What do you feel is Queen’s enduring appeal?
Queen’s music is a genre in its own right. They tried their hand at most musical styles at least once, maybe with the exception of death metal and reggae. If you don’t like one Queen song, there’s always another one around the corner.
Their music finds new audiences because it’s been marketed and re-packaged so well. They’ve licensed their songs to film and TV soundtracks and advertising campaigns. Their music is everywhere, so people are constantly discovering it.
What did you think of the band when you met them?
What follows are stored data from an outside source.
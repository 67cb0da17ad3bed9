//! Live position snapshot as reported by the exchange.

use rust_decimal::Decimal;
use serde::{Deserialize, Serialize};

use super::Direction;

/// Futures margin mode.
#[derive(Debug, Clone, Copy, PartialEq, Eq, Serialize, Deserialize)]
#[serde(rename_all = "UPPERCASE")]
pub enum MarginMode {
    Crossed,
    Isolated,
}

impl MarginMode {
    pub fn as_str(&self) -> &'static str {
        match self {
            MarginMode::Crossed => "CROSSED",
            MarginMode::Isolated => "ISOLATED",
        }
    }

    pub fn parse(s: &str) -> Option<Self> {
        match s.to_ascii_uppercase().as_str() {
            "CROSSED" | "CROSS" => Some(MarginMode::Crossed),
            "ISOLATED" => Some(MarginMode::Isolated),
            _ => None,
        }
    }
}

impl std::fmt::Display for MarginMode {
    fn fmt(&self, f: &mut std::fmt::Formatter<'_>) -> std::fmt::Result {
        f.write_str(self.as_str())
    }
}

/// Exchange-reported live position. Recomputed on every gateway query and
/// never cached beyond a single call.
#[derive(Debug, Clone, Serialize, Deserialize)]
pub struct PositionSnapshot {
    pub symbol: String,
    /// Normalized from the exchange's signed-quantity convention.
    pub side: Direction,
    pub entry_price: Decimal,
    /// Absolute quantity, always positive.
    pub quantity: Decimal,
    pub unrealized_pnl: Decimal,
    pub leverage: u32,
    pub margin: Decimal,
    pub margin_mode: MarginMode,
    pub liquidation_price: Option<Decimal>,
    pub mark_price: Decimal,
    pub notional: Decimal,
}

#[cfg(test)]
mod tests {
    use super::*;

    #[test]
    fn test_margin_mode_parse() {
        assert_eq!(MarginMode::parse("crossed"), Some(MarginMode::Crossed));
        assert_eq!(MarginMode::parse("cross"), Some(MarginMode::Crossed));
        assert_eq!(MarginMode::parse("ISOLATED"), Some(MarginMode::Isolated));
        assert_eq!(MarginMode::parse(""), None);
    }
}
I didn’t interview Brian May in person until 1998. It was at his house and his famous homemade guitar, The Red Special, was getting a full service. The guitar was in pieces in one room. I felt like I was witnessing a medical procedure. Brian was polite but a bit downcast. I didn’t get the feeling he enjoyed being a rock star.
I first interviewed Roger Taylor in person a couple of years after that. Roger was more upbeat and clearly enjoyed being a rock star. I remember thinking his home studio was bigger than my flat at the time.
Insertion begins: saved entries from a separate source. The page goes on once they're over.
impl BinanceFutures {
    pub fn new(api_key: &str, api_secret: &str, testnet: bool) -> Result<Self, ExchangeError> {
        let http = Client::builder().timeout(Duration::from_secs(30)).build()?;
        let base_url = if testnet { TESTNET_URL } else { MAINNET_URL };
        Ok(Self {
            http,
            api_key: api_key.to_string(),
            api_secret: api_secret.to_string(),
            base_url: base_url.to_string(),
        })
    }

    /// Hex HMAC-SHA256 of the canonical query string.
    fn sign(&self, query: &str) -> String {
        let mut mac = HmacSha256::new_from_slice(self.api_secret.as_bytes())
            .expect("HMAC can take key of any size");
        mac.update(query.as_bytes());
        hex::encode(mac.finalize().into_bytes())
    }

    /// Build the canonical query string: parameters sorted by key, joined
    /// as `k=v` pairs with `&`.
    ///
    /// Values are emitted verbatim. Everything this gateway sends (symbols,
    /// enum keywords, decimal and integer renderings, UUIDs, booleans) is
    /// URL-safe as-is, so the signed string and the transmitted query stay
    /// byte-identical.
    fn canonical_query(mut params: Vec<(&'static str, String)>) -> String {
        params.sort_by(|a, b| a.0.cmp(b.0));
        params
            .iter()
            .map(|(k, v)| format!("{k}={v}"))
            .collect::<Vec<_>>()
            .join("&")
    }

    /// Send a signed request. Timestamp, receive window, and signature are
    /// appended here; callers pass only the endpoint parameters.
    async fn signed_request<T: DeserializeOwned>(
        &self,
        method: Method,
        path: &str,
        mut params: Vec<(&'static str, String)>,
    ) -> Result<T, ExchangeError> {
        params.push(("timestamp", Utc::now().timestamp_millis().to_string()));
        params.push(("recvWindow", RECV_WINDOW.to_string()));

        let query = Self::canonical_query(params);
        let signature = self.sign(&query);
        let url = format!("{}{}?{}&signature={}", self.base_url, path, query, signature);

        debug!(%method, path, "signed request");
        let resp = self
            .http
            .request(method, &url)
            .header("X-MBX-APIKEY", &self.api_key)
            .send()
            .await?;
        Self::decode_response(path, resp).await
    }

    /// Send an unauthenticated request to a public endpoint.
    async fn public_request<T: DeserializeOwned>(
        &self,
        path: &str,
        params: Vec<(&'static str, String)>,
    ) -> Result<T, ExchangeError> {
        let url = if params.is_empty() {
            format!("{}{}", self.base_url, path)
        } else {
            format!("{}{}?{}", self.base_url, path, Self::canonical_query(params))
        };
        let resp = self.http.get(&url).send().await?;
        Self::decode_response(path, resp).await
    }

    async fn decode_response<T: DeserializeOwned>(
        path: &str,
        resp: reqwest::Response,
    ) -> Result<T, ExchangeError> {
        let status = resp.status();
        let body = resp.text().await?;

        if !status.is_success() {
            if let Ok(err) = serde_json::from_str::<ApiError>(&body) {
                return Err(ExchangeError::Rejected {
                    code: err.code,
                    message: err.msg,
                });
            }
            return Err(ExchangeError::Http {
                status: status.as_u16(),
                body,
            });
        }

        serde_json::from_str(&body).map_err(|e| ExchangeError::Decode {
            endpoint: path.to_string(),
            message: e.to_string(),
        })
    }

    /// All open positions, normalized. Zero-quantity placeholder rows are
    /// dropped and the signed-quantity convention is folded into a side.
    pub async fn get_positions(&self) -> Result<Vec<PositionSnapshot>, ExchangeError> {
        let rows: Vec<PositionRisk> = self
            .signed_request(Method::GET, "/fapi/v2/positionRisk", Vec::new())
            .await?;
        Ok(rows.into_iter().filter_map(snapshot_from_risk).collect())
    }

    /// Open position for one symbol, if any.
    pub async fn position_for_symbol(
        &self,
        symbol: &str,
    ) -> Result<Option<PositionSnapshot>, ExchangeError> {
        let rows: Vec<PositionRisk> = self
            .signed_request(
                Method::GET,
                "/fapi/v2/positionRisk",
                vec![("symbol", symbol.to_string())],
            )
            .await?;
        Ok(rows.into_iter().find_map(snapshot_from_risk))
    }

    /// Trading rules for a symbol, derived from its exchange info filters.
    pub async fn symbol_rules(&self, symbol: &str) -> Result<SymbolRules, ExchangeError> {
        let info: ExchangeInfo = self
            .public_request("/fapi/v1/exchangeInfo", vec![("symbol", symbol.to_string())])
            .await?;
        let sym = info
            .symbols
            .into_iter()
            .find(|s| s.symbol == symbol)
            .ok_or_else(|| ExchangeError::UnknownSymbol(symbol.to_string()))?;

        let mut rules = SymbolRules {
            price_precision: 2,
            quantity_precision: 3,
            min_notional: dec!(5),
        };
        for filter in sym.filters {
            match filter.filter_type.as_str() {
                "PRICE_FILTER" => {
                    if let Some(tick) = filter.tick_size.as_deref() {
                        rules.price_precision = precision_from_step(tick);
                    }
                }
                "LOT_SIZE" => {
                    if let Some(step) = filter.step_size.as_deref() {
                        rules.quantity_precision = precision_from_step(step);
                    }
                }
                "MIN_NOTIONAL" => {
                    if let Some(notional) = filter.notional.as_deref() {
                        if let Ok(min) = Decimal::from_str(notional) {
                            rules.min_notional = min;
                        }
                    }
                }
                _ => {}
            }
        }
        Ok(rules)
    }

    /// Maximum leverage allowed for a symbol, from its first bracket tier.
    pub async fn max_leverage(&self, symbol: &str) -> Result<u32, ExchangeError> {
        let entries: Vec<LeverageBracketEntry> = self
            .signed_request(
                Method::GET,
                "/fapi/v1/leverageBracket",
                vec![("symbol", symbol.to_string())],
            )
            .await?;
        Ok(entries
            .first()
            .and_then(|e| e.brackets.first())
            .map(|b: &Bracket| b.initial_leverage)
            .unwrap_or(20))
    }

    /// Set the leverage for a symbol. Returns the leverage the exchange
    /// actually applied.
    pub async fn set_leverage(&self, symbol: &str, leverage: u32) -> Result<u32, ExchangeError> {
        let ack: LeverageAck = self
            .signed_request(
                Method::POST,
                "/fapi/v1/leverage",
                vec![
                    ("symbol", symbol.to_string()),
                    ("leverage", leverage.to_string()),
                ],
            )
            .await?;
        Ok(ack.leverage)
    }

    /// Set the margin type for a symbol. "Already set" and "blocked by open
    /// orders" responses are soft successes: the position proceeds under
    /// the existing mode.
    pub async fn set_margin_type(
        &self,
        symbol: &str,
        mode: MarginMode,
    ) -> Result<(), ExchangeError> {
        let result: Result<serde_json::Value, ExchangeError> = self
            .signed_request(
                Method::POST,
                "/fapi/v1/marginType",
                vec![
                    ("symbol", symbol.to_string()),
                    ("marginType", mode.as_str().to_string()),
                ],
            )
            .await;
        match result {
            Ok(_) => Ok(()),
            Err(ExchangeError::Rejected { code, message }) if is_soft_margin_type_code(code) => {
                warn!(symbol, code, %message, "margin type unchanged");
                Ok(())
            }
            Err(e) => Err(e),
        }
    }

    /// Current mark price for a symbol.
    pub async fn mark_price(&self, symbol: &str) -> Result<Decimal, ExchangeError> {
        let ticker: TickerPrice = self
            .public_request("/fapi/v1/ticker/price", vec![("symbol", symbol.to_string())])
            .await?;
        Decimal::from_str(&ticker.price).map_err(|e| ExchangeError::Decode {
            endpoint: "/fapi/v1/ticker/price".to_string(),
            message: e.to_string(),
        })
    }

    /// Available USDT balance on the futures wallet.
    pub async fn account_balance(&self) -> Result<Decimal, ExchangeError> {
        let balances: Vec<AssetBalance> = self
            .signed_request(Method::GET, "/fapi/v2/balance", Vec::new())
            .await?;
        Ok(balances
            .iter()
            .find(|b| b.asset == "USDT")
            .and_then(|b| Decimal::from_str(&b.available_balance).ok())
            .unwrap_or_default())
    }

    /// Place a market order. Quantity must already be quantized.
    pub async fn place_market_order(
        &self,
        symbol: &str,
        side: Side,
        quantity: Decimal,
        reduce_only: bool,
    ) -> Result<OrderResult, ExchangeError> {
        let mut params = vec![
            ("symbol", symbol.to_string()),
            ("side", side.as_str().to_string()),
            ("type", "MARKET".to_string()),
            ("quantity", quantity.to_string()),
            ("newClientOrderId", uuid::Uuid::new_v4().to_string()),
            ("newOrderRespType", "RESULT".to_string()),
        ];
        if reduce_only {
            params.push(("reduceOnly", "true".to_string()));
        }
        let ack: OrderAck = self
            .signed_request(Method::POST, "/fapi/v1/order", params)
            .await?;
        Ok(OrderResult::from_ack(ack, side, Decimal::ZERO))
    }

    /// Place a good-til-cancelled limit order at `price`, quantized to the
    /// symbol's price precision.
    pub async fn place_limit_order(
        &self,
        symbol: &str,
        side: Side,
        quantity: Decimal,
        price: Decimal,
        rules: &SymbolRules,
    ) -> Result<OrderResult, ExchangeError> {
        let price = price.round_dp(rules.price_precision);
        let params = vec![
            ("symbol", symbol.to_string()),
            ("side", side.as_str().to_string()),
            ("type", "LIMIT".to_string()),
            ("timeInForce", "GTC".to_string()),
            ("quantity", quantity.to_string()),
            ("price", price.to_string()),
            ("newClientOrderId", uuid::Uuid::new_v4().to_string()),
        ];
        let ack: OrderAck = self
            .signed_request(Method::POST, "/fapi/v1/order", params)
            .await?;
        Ok(OrderResult::from_ack(ack, side, price))
    }

    /// Place a conditional stop/take-profit order triggered on mark price.
    ///
    /// When the order's notional falls below the symbol minimum, it is
    /// flagged reduce-only, which exempts it from the notional check.
    pub async fn place_conditional_order(
        &self,
        symbol: &str,
        side: Side,
        kind: ConditionalKind,
        trigger_price: Decimal,
        quantity: Decimal,
        rules: &SymbolRules,
    ) -> Result<String, ExchangeError> {
        let trigger = trigger_price.round_dp(rules.price_precision);
        let mut params = vec![
            ("symbol", symbol.to_string()),
            ("side", side.as_str().to_string()),
            ("algoType", "CONDITIONAL".to_string()),
            ("type", kind.as_str().to_string()),
            ("triggerPrice", trigger.to_string()),
            ("quantity", quantity.to_string()),
            ("workingType", "MARK_PRICE".to_string()),
        ];
        if quantity * trigger < rules.min_notional {
            params.push(("reduceOnly", "true".to_string()));
        }
        let ack: AlgoAck = self
            .signed_request(Method::POST, "/fapi/v1/algoOrder", params)
            .await?;
        Ok(ack.algo_id.to_string())
    }

    /// Cancel every open order on a symbol.
    pub async fn cancel_all_orders(&self, symbol: &str) -> Result<(), ExchangeError> {
        let _: serde_json::Value = self
            .signed_request(
                Method::DELETE,
                "/fapi/v1/allOpenOrders",
                vec![("symbol", symbol.to_string())],
            )
            .await?;
        Ok(())
    }

    /// Close an open position at market: cancel protective orders, then
    /// send a reduce-only market order on the inverted side.
    pub async fn close_position(
        &self,
        position: &PositionSnapshot,
    ) -> Result<OrderResult, ExchangeError> {
        self.cancel_all_orders(&position.symbol).await?;
        let side = Side::entry_for(position.side).inverted();
        self.place_market_order(&position.symbol, side, position.quantity, true)
            .await
    }
}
In what ways did they change over the years?
I am sure they were affected by fame in the 1970s and 80s. When I first interviewed them in the early-90s they were still coming to terms with Freddie Mercury’s death and the fact Queen no longer existed. I think they were a bit lost for a while. Following the success of Queen + Adam Lambert and a renewed interest in their music, I think they seem more at ease with the past.
Can you tell us something about Freddie that would surprise us?
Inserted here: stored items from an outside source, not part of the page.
//! Guarded multi-step order placement.
//!
//! Opening a position runs a fixed protocol: position guard, symbol rules,
//! leverage, margin mode, quantity sizing with a minimum-notional precheck,
//! limit entry, then protective SL/TP orders. A failure before the entry
//! order aborts cleanly; failures after the entry is placed are reported per
//! protective order so the caller can still record the trade.

use std::sync::Arc;

use rust_decimal::prelude::ToPrimitive;
use rust_decimal::Decimal;
use rust_decimal_macros::dec;
use thiserror::Error;
use tracing::{error, info, warn};

use crate::exchange::types::SymbolRules;
use crate::exchange::{
    BinanceFutures, ConditionalKind, ExchangeError, OrderResult, CODE_WOULD_TRIGGER_IMMEDIATELY,
};
use crate::models::{Direction, MarginMode, Side};

/// Buffer added to the exchange minimum when prechecking notional, so
/// orders do not land exactly on the limit.
const NOTIONAL_BUFFER: Decimal = dec!(0.10);

#[derive(Debug, Error)]
pub enum ExecutionError {
    #[error("a position already exists on {symbol} ({side} {quantity})")]
    PositionExists {
        symbol: String,
        side: Direction,
        quantity: Decimal,
    },
    #[error(
        "cannot open a {requested} position on {symbol}: an open {existing} position exists \
         and the exchange refuses margin-type changes while it does; close it first"
    )]
    MarginTypeConflict {
        symbol: String,
        existing: MarginMode,
        requested: MarginMode,
    },
    #[error(
        "order notional {notional} is below the {min} minimum for this symbol; \
         needs margin >= {min_margin} at current leverage, or leverage >= {min_leverage}"
    )]
    BelowMinNotional {
        notional: Decimal,
        min: Decimal,
        min_margin: Decimal,
        min_leverage: u32,
    },
    #[error("computed quantity rounds to zero at this symbol's step size")]
    QuantityTooSmall,
    /// The entry order itself was rejected; no position was opened.
    #[error("entry order failed: {0}")]
    Entry(ExchangeError),
    #[error(transparent)]
    Exchange(#[from] ExchangeError),
}

/// Request to open a position.
#[derive(Debug, Clone)]
pub struct OpenRequest {
    pub symbol: String,
    pub direction: Direction,
    /// Margin committed to the trade, in quote units.
    pub margin: Decimal,
    pub leverage: u32,
    pub margin_mode: MarginMode,
    /// Limit price for the entry order, also used for sizing.
    pub entry_price: Decimal,
    pub stop_loss: Decimal,
    pub take_profit: Decimal,
}

/// Outcome of a protective (SL/TP) order placement.
#[derive(Debug, Clone)]
pub enum ProtectiveOrder {
    Placed { order_id: String },
    /// Not placed, but deliberately: the market already moved past the
    /// trigger, so the order is moot rather than broken.
    Skipped { reason: String },
    Failed { reason: String },
}

impl ProtectiveOrder {
    pub fn order_id(&self) -> Option<&str> {
        match self {
            ProtectiveOrder::Placed { order_id } => Some(order_id),
            _ => None,
        }
    }
}

/// Full outcome of an open-position protocol run.
#[derive(Debug, Clone)]
pub struct ExecutionReport {
    pub entry: OrderResult,
    pub applied_leverage: u32,
    pub stop_loss: ProtectiveOrder,
    pub take_profit: ProtectiveOrder,
}

impl ExecutionReport {
    /// Entry order filled immediately.
    pub fn entry_filled(&self) -> bool {
        self.entry.status == "FILLED"
    }
}

/// Runs the open-position protocol against the exchange gateway.
pub struct Executor {
    exchange: Arc<BinanceFutures>,
}

impl Executor {
    pub fn new(exchange: Arc<BinanceFutures>) -> Self {
        Self { exchange }
    }

    /// Open a position. Steps before the entry order abort the whole run;
    /// protective-order failures after the entry fill are reported in the
    /// returned [`ExecutionReport`] instead.
    pub async fn open_position(
        &self,
        request: &OpenRequest,
    ) -> Result<ExecutionReport, ExecutionError> {
        let symbol = request.symbol.as_str();

        // Step 1: refuse to stack onto an existing position. A position
        // under the other margin mode is its own error: the exchange will
        // not change margin type while it stays open.
        if let Some(position) = self.exchange.position_for_symbol(symbol).await? {
            if position.margin_mode != request.margin_mode {
                return Err(ExecutionError::MarginTypeConflict {
                    symbol: position.symbol,
                    existing: position.margin_mode,
                    requested: request.margin_mode,
                });
            }
            return Err(ExecutionError::PositionExists {
                symbol: position.symbol,
                side: position.side,
                quantity: position.quantity,
            });
        }

        // Step 2: symbol trading rules.
        let rules = self.exchange.symbol_rules(symbol).await?;

        // Step 3: leverage, clamped to the symbol's bracket maximum.
        let max = self.exchange.max_leverage(symbol).await?;
        let requested = request.leverage.min(max);
        if requested < request.leverage {
            warn!(
                symbol,
                requested = request.leverage,
                max,
                "leverage clamped to symbol maximum"
            );
        }
        let applied_leverage = self.exchange.set_leverage(symbol, requested).await?;

        // Step 4: margin mode. Conflicting-but-harmless responses are
        // absorbed by the gateway.
        self.exchange
            .set_margin_type(symbol, request.margin_mode)
            .await?;

        // Step 5: sizing and minimum-notional precheck.
        let quantity = self.size_quantity(request, applied_leverage, &rules)?;

        // Step 6: limit entry at the signalled price.
        let entry_side = Side::entry_for(request.direction);
        let entry = self
            .exchange
            .place_limit_order(symbol, entry_side, quantity, request.entry_price, &rules)
            .await
            .map_err(ExecutionError::Entry)?;
        info!(
            symbol,
            side = %entry_side,
            %quantity,
            order_id = %entry.order_id,
            status = %entry.status,
            "entry order placed"
        );

        // Step 7: protective orders on the inverted side, sized to the
        // ordered quantity.
        let exit_side = entry_side.inverted();
        let stop_loss = self
            .place_protective(
                symbol,
                exit_side,
                ConditionalKind::StopMarket,
                request.stop_loss,
                entry.quantity,
                &rules,
            )
            .await;
        let take_profit = self
            .place_protective(
                symbol,
                exit_side,
                ConditionalKind::TakeProfitMarket,
                request.take_profit,
                entry.quantity,
                &rules,
            )
            .await;

        Ok(ExecutionReport {
            entry,
            applied_leverage,
            stop_loss,
            take_profit,
        })
    }

    /// Quantity from margin and leverage, quantized to the symbol step.
    fn size_quantity(
        &self,
        request: &OpenRequest,
        leverage: u32,
        rules: &SymbolRules,
    ) -> Result<Decimal, ExecutionError> {
        let notional = request.margin * Decimal::from(leverage);
        let quantity = (notional / request.entry_price).round_dp(rules.quantity_precision);
        if quantity.is_zero() {
            return Err(ExecutionError::QuantityTooSmall);
        }

        let order_notional = quantity * request.entry_price;
        let buffered_min = rules.min_notional + NOTIONAL_BUFFER;
        if order_notional <= buffered_min {
            let min_margin = (buffered_min / Decimal::from(leverage)).round_dp(2) + dec!(0.01);
            let min_leverage = (buffered_min / request.margin)
                .floor()
                .to_u32()
                .unwrap_or(u32::MAX)
                .saturating_add(1);
            return Err(ExecutionError::BelowMinNotional {
                notional: order_notional,
                min: rules.min_notional,
                min_margin,
                min_leverage,
            });
        }
        Ok(quantity)
    }

    async fn place_protective(
        &self,
        symbol: &str,
        side: Side,
        kind: ConditionalKind,
        trigger: Decimal,
        quantity: Decimal,
        rules: &SymbolRules,
    ) -> ProtectiveOrder {
        let outcome = classify_protective(
            self.exchange
                .place_conditional_order(symbol, side, kind, trigger, quantity, rules)
                .await,
        );
        match &outcome {
            ProtectiveOrder::Placed { order_id } => {
                info!(symbol, ?kind, %trigger, order_id, "protective order placed");
            }
            ProtectiveOrder::Skipped { .. } => {
                // The market already crossed the trigger; nothing to protect.
                warn!(symbol, ?kind, %trigger, "protective order moot, skipping");
            }
            ProtectiveOrder::Failed { reason } => {
                error!(symbol, ?kind, %trigger, reason = %reason, "protective order failed");
            }
        }
        outcome
    }
}

/// Map a conditional-order result onto its protective outcome. A -2021
/// rejection means the market already sits past the trigger.
fn classify_protective(result: Result<String, ExchangeError>) -> ProtectiveOrder {
    match result {
        Ok(order_id) => ProtectiveOrder::Placed { order_id },
        Err(ExchangeError::Rejected { code, message })
            if code == CODE_WOULD_TRIGGER_IMMEDIATELY =>
        {
            ProtectiveOrder::Skipped { reason: message }
        }
        Err(e) => ProtectiveOrder::Failed {
            reason: e.to_string(),
        },
    }
}

#[cfg(test)]
mod tests {
    use super::*;

    fn executor() -> Executor {
        Executor::new(Arc::new(
            BinanceFutures::new("test_key", "test_secret", true).unwrap(),
        ))
    }

    fn request(margin: Decimal, leverage: u32, entry: Decimal) -> OpenRequest {
        OpenRequest {
            symbol: "BTCUSDT".to_string(),
            direction: Direction::Long,
            margin,
            leverage,
            margin_mode: MarginMode::Crossed,
            entry_price: entry,
            stop_loss: dec!(39900),
            take_profit: dec!(43050),
        }
    }

    fn rules(min_notional: Decimal) -> SymbolRules {
        SymbolRules {
            price_precision: 2,
            quantity_precision: 3,
            min_notional,
        }
    }

    #[test]
    fn test_size_quantity_quantizes_to_step() {
        let quantity = executor()
            .size_quantity(&request(dec!(50), 20, dec!(42000)), 20, &rules(dec!(5)))
            .unwrap();
        assert_eq!(quantity, dec!(0.024));
    }

    #[test]
    fn test_size_quantity_rejects_zero_quantity() {
        let err = executor()
            .size_quantity(&request(dec!(1), 1, dec!(42000)), 1, &rules(dec!(5)))
            .unwrap_err();
        assert!(matches!(err, ExecutionError::QuantityTooSmall));
    }

    #[test]
    fn test_size_quantity_below_min_notional_carries_hints() {
        // margin 0.20 at 20x gives a 4 USDT order on a 100 min-notional
        // symbol; the error must say what would pass.
        let err = executor()
            .size_quantity(&request(dec!(0.20), 20, dec!(2)), 20, &rules(dec!(100)))
            .unwrap_err();
        match err {
            ExecutionError::BelowMinNotional {
                notional,
                min,
                min_margin,
                min_leverage,
            } => {
                assert_eq!(notional, dec!(4));
                assert_eq!(min, dec!(100));
                assert_eq!(min_margin, dec!(5.01));
                assert_eq!(min_leverage, 501);
            }
            other => panic!("unexpected error: {other:?}"),
        }
    }

    #[test]
    fn test_classify_protective_outcomes() {
        let placed = classify_protective(Ok("42".to_string()));
        assert_eq!(placed.order_id(), Some("42"));

        let skipped = classify_protective(Err(ExchangeError::Rejected {
            code: CODE_WOULD_TRIGGER_IMMEDIATELY,
            message: "Order would immediately trigger.".to_string(),
        }));
        assert!(matches!(skipped, ProtectiveOrder::Skipped { .. }));
        assert_eq!(skipped.order_id(), None);

        // Any other rejection is a real failure.
        let failed = classify_protective(Err(ExchangeError::Rejected {
            code: -2019,
            message: "Margin is insufficient.".to_string(),
        }));
        assert!(matches!(failed, ProtectiveOrder::Failed { .. }));
    }
}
According to one of Freddie’s friends, he was a nude model in the 1960s. He used to pose for life drawing classes at Ealing Art College. I am not sure I believe this 100%, but it’s a good story.
It’s 30 years since his passing. Has time changed his legacy?
I think his legacy has endured more than anyone, including his bandmates, could have expected. People who weren’t born when he died still know his music. I think he’s more appreciated now.
If he was still alive, what would Freddie be doing?
I am not sure Freddie Mercury would be singing in a rock band if he was still alive.
This is pure speculation, but I wonder if he wouldn’t have ended up writing music for movies or theatre productions.
I am sure he would have still been involved in the arts in some capacity.
What would Freddie have made of his funeral?
It’s impossible to say what Freddie Mercury would have thought of it. I thought it was interesting his partner, Jim Hutton, didn’t travel in the first funeral car. Mercury’s close friend, Mary Austin, was given that honour.
There was no sign of Hutton or the other gay men who worked for and lived with Mercury at his house. They, along with Mary Austin, took care of him in his final months, but this wasn’t acknowledged. But in 1991 there was still a lot of ignorance and less understanding about Aids.
Which Queen song means most to you?
Under Pressure, their collaboration with David Bowie. I think it’s a brilliant pop song. I’d like to have heard Queen + Bowie make an album together. But imagine all those egos in one room! I think they would have killed each other before they could have finished it.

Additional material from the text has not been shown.